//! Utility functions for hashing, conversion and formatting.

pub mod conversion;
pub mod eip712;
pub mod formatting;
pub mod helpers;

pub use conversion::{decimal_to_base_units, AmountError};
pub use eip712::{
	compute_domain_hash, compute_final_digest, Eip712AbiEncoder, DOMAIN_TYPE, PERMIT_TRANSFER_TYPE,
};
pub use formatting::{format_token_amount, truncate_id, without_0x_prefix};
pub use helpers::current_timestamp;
######
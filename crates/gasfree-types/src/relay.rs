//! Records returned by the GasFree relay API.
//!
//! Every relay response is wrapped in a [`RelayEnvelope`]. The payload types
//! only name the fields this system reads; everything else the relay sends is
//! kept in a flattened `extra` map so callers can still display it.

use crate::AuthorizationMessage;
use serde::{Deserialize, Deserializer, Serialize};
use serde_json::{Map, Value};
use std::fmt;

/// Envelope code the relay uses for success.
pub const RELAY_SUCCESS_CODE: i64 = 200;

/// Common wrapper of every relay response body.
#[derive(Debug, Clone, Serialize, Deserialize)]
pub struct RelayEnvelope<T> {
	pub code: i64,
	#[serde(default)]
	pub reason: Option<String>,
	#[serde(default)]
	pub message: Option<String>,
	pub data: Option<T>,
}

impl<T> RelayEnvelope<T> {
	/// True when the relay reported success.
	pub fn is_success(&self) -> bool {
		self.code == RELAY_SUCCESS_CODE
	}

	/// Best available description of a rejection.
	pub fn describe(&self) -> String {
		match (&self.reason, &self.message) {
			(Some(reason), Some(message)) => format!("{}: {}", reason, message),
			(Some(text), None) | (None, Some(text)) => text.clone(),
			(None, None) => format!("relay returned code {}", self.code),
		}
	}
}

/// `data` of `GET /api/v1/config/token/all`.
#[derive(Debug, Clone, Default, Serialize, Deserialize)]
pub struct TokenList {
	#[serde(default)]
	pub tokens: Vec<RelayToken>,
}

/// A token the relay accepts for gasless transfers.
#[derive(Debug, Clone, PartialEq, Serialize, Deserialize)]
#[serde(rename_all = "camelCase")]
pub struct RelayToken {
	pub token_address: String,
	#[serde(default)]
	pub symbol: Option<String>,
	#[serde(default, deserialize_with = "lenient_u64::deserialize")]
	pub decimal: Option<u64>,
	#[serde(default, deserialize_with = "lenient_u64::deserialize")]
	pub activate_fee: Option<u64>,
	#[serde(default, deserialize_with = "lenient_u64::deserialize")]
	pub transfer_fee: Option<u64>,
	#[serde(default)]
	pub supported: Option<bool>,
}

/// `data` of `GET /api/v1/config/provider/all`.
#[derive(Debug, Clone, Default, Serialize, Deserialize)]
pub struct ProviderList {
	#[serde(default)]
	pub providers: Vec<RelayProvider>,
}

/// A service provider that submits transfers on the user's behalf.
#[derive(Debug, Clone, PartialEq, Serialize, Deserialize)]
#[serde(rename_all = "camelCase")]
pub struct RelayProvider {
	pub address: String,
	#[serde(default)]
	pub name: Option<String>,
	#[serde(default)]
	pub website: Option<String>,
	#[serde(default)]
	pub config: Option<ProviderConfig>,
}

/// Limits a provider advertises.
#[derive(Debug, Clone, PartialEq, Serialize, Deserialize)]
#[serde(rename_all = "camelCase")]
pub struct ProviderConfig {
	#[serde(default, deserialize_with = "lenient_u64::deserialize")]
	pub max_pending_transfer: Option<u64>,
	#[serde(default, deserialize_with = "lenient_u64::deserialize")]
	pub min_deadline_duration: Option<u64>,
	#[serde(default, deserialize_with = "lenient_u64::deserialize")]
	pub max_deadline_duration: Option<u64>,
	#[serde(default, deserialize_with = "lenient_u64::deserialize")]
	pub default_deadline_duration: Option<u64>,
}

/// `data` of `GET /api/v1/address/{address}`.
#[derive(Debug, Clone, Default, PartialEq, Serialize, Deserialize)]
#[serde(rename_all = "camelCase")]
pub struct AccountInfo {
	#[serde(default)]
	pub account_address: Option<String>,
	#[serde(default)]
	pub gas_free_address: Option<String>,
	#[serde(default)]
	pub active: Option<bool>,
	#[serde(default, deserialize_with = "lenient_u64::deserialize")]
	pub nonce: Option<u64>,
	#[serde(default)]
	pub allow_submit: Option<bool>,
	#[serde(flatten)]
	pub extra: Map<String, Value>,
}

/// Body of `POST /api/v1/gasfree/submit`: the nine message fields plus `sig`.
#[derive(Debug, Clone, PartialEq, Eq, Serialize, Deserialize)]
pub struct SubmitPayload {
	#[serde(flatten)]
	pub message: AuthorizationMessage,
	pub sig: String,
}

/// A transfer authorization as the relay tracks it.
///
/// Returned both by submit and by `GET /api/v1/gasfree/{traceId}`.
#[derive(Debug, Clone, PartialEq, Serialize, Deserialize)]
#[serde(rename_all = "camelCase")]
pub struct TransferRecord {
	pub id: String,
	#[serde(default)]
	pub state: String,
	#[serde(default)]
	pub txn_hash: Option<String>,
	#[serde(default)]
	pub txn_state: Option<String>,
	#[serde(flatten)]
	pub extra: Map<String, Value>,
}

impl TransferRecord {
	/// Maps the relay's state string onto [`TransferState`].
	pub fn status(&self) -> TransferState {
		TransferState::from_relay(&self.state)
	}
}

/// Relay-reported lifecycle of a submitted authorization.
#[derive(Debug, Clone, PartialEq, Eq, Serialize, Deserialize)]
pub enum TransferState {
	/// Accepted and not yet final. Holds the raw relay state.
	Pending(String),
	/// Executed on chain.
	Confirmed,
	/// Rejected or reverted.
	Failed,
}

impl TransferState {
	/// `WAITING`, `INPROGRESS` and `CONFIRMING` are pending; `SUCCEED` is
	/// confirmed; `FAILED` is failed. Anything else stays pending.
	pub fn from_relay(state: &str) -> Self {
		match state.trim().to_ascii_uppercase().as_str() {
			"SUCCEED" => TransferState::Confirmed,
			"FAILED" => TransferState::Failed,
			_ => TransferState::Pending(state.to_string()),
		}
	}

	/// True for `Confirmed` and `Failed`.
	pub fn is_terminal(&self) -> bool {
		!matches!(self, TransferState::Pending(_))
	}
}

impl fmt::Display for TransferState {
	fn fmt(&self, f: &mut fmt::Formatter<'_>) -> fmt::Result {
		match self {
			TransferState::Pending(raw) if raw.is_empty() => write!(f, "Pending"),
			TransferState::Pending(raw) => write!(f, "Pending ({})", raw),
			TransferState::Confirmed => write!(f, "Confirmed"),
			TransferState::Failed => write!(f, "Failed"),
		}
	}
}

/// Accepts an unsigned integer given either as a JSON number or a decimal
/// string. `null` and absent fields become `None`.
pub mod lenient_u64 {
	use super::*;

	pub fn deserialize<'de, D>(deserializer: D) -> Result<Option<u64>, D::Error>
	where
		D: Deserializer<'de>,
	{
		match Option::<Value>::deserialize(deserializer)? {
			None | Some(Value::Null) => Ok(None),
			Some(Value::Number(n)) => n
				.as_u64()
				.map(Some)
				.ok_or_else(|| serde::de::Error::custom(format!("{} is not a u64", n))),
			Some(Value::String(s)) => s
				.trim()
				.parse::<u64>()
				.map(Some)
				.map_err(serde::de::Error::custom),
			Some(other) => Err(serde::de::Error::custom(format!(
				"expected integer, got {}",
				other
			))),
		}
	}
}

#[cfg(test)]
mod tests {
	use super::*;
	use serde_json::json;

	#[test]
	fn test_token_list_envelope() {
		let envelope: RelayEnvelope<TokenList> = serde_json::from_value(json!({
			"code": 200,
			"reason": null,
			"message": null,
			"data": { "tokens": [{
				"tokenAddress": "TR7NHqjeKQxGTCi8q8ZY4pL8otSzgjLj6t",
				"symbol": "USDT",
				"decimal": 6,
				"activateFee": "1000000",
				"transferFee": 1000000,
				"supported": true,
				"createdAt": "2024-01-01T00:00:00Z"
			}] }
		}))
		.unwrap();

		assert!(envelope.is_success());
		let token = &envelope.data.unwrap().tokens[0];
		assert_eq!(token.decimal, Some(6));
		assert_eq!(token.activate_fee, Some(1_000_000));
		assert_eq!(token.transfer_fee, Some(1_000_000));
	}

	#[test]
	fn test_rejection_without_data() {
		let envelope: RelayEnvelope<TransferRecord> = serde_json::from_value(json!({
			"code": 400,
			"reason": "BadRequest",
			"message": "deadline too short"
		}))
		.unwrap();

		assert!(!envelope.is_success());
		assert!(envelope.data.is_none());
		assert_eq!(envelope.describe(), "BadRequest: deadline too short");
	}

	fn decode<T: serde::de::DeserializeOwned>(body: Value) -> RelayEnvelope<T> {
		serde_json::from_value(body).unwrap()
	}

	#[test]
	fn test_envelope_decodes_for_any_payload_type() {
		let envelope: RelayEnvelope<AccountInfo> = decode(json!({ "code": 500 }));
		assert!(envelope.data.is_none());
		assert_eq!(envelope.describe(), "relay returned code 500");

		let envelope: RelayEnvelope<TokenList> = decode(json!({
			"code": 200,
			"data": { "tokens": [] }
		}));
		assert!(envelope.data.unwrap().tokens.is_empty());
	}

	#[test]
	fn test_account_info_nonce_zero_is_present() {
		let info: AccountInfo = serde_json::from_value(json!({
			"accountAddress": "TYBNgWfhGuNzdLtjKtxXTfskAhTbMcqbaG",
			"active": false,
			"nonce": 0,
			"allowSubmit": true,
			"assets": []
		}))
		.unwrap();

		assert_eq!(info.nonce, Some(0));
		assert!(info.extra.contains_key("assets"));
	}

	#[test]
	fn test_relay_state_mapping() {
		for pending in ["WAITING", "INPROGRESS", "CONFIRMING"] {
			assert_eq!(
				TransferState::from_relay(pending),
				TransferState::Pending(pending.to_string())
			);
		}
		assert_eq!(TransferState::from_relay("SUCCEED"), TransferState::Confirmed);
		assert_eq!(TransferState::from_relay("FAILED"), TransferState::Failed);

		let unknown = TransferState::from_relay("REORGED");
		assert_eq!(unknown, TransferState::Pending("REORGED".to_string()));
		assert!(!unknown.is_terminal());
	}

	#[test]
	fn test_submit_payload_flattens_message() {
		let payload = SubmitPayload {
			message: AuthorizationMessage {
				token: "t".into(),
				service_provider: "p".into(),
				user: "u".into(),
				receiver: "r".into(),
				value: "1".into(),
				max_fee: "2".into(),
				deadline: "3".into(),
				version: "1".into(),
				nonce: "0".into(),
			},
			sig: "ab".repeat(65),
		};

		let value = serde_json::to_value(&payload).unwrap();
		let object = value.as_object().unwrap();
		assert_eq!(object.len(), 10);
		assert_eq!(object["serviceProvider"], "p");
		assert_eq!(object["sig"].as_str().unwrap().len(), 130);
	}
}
######
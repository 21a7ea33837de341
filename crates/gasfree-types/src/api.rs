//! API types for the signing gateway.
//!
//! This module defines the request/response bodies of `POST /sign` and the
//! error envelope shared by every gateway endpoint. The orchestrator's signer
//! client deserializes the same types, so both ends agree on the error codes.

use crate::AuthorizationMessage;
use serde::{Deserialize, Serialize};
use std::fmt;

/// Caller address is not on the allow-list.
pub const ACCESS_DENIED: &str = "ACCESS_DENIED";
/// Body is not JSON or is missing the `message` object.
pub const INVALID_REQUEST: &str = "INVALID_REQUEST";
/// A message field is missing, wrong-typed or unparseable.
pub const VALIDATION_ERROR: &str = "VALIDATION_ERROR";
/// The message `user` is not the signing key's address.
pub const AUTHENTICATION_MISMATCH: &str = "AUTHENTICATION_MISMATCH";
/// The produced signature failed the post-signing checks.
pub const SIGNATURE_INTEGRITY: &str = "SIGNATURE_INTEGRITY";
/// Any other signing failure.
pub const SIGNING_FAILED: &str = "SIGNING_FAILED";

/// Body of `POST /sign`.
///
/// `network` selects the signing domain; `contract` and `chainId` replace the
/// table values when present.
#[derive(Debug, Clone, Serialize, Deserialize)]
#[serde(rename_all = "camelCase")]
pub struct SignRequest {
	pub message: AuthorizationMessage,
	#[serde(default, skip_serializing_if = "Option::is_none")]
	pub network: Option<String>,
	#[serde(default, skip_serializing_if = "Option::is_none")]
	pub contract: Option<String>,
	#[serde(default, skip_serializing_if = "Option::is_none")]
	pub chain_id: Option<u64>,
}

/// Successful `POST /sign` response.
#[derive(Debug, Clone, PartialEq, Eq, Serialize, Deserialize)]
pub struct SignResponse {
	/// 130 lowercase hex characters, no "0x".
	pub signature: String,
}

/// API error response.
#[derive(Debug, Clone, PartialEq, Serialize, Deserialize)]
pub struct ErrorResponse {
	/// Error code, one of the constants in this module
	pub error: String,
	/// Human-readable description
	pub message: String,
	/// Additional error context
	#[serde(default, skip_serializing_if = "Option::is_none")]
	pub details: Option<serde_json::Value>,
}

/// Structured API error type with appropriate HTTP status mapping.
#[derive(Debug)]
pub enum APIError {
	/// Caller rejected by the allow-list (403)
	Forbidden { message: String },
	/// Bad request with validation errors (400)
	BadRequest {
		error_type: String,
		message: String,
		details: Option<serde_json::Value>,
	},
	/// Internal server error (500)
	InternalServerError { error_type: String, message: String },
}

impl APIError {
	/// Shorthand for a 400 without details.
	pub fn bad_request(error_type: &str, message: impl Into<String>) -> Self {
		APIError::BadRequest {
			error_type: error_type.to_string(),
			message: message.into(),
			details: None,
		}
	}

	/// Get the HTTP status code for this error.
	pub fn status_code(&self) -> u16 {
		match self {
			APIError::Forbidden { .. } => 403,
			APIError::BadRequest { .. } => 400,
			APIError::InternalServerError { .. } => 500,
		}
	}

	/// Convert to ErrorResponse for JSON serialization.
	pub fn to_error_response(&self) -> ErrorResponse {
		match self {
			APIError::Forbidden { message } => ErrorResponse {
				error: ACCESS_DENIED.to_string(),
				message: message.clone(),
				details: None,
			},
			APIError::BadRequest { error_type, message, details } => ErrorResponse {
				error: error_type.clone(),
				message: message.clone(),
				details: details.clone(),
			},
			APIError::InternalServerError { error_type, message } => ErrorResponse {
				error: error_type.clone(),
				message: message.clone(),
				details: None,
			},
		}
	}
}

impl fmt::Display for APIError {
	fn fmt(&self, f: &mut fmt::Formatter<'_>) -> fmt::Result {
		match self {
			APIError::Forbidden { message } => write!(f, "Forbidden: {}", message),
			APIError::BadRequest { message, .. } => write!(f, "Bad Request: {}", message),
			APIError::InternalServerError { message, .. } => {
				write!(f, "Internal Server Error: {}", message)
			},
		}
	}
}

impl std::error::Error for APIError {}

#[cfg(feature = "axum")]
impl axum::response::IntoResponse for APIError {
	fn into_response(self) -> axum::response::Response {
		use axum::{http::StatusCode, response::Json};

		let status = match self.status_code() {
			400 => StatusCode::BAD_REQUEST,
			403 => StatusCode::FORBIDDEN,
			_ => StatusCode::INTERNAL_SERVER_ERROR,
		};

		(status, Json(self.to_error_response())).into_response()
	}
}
######
**Task statement:**
Pull each line containing "symbol" from the records.

**Exercise response:**
	pub symbol: Option<String>,
				"symbol": "USDT",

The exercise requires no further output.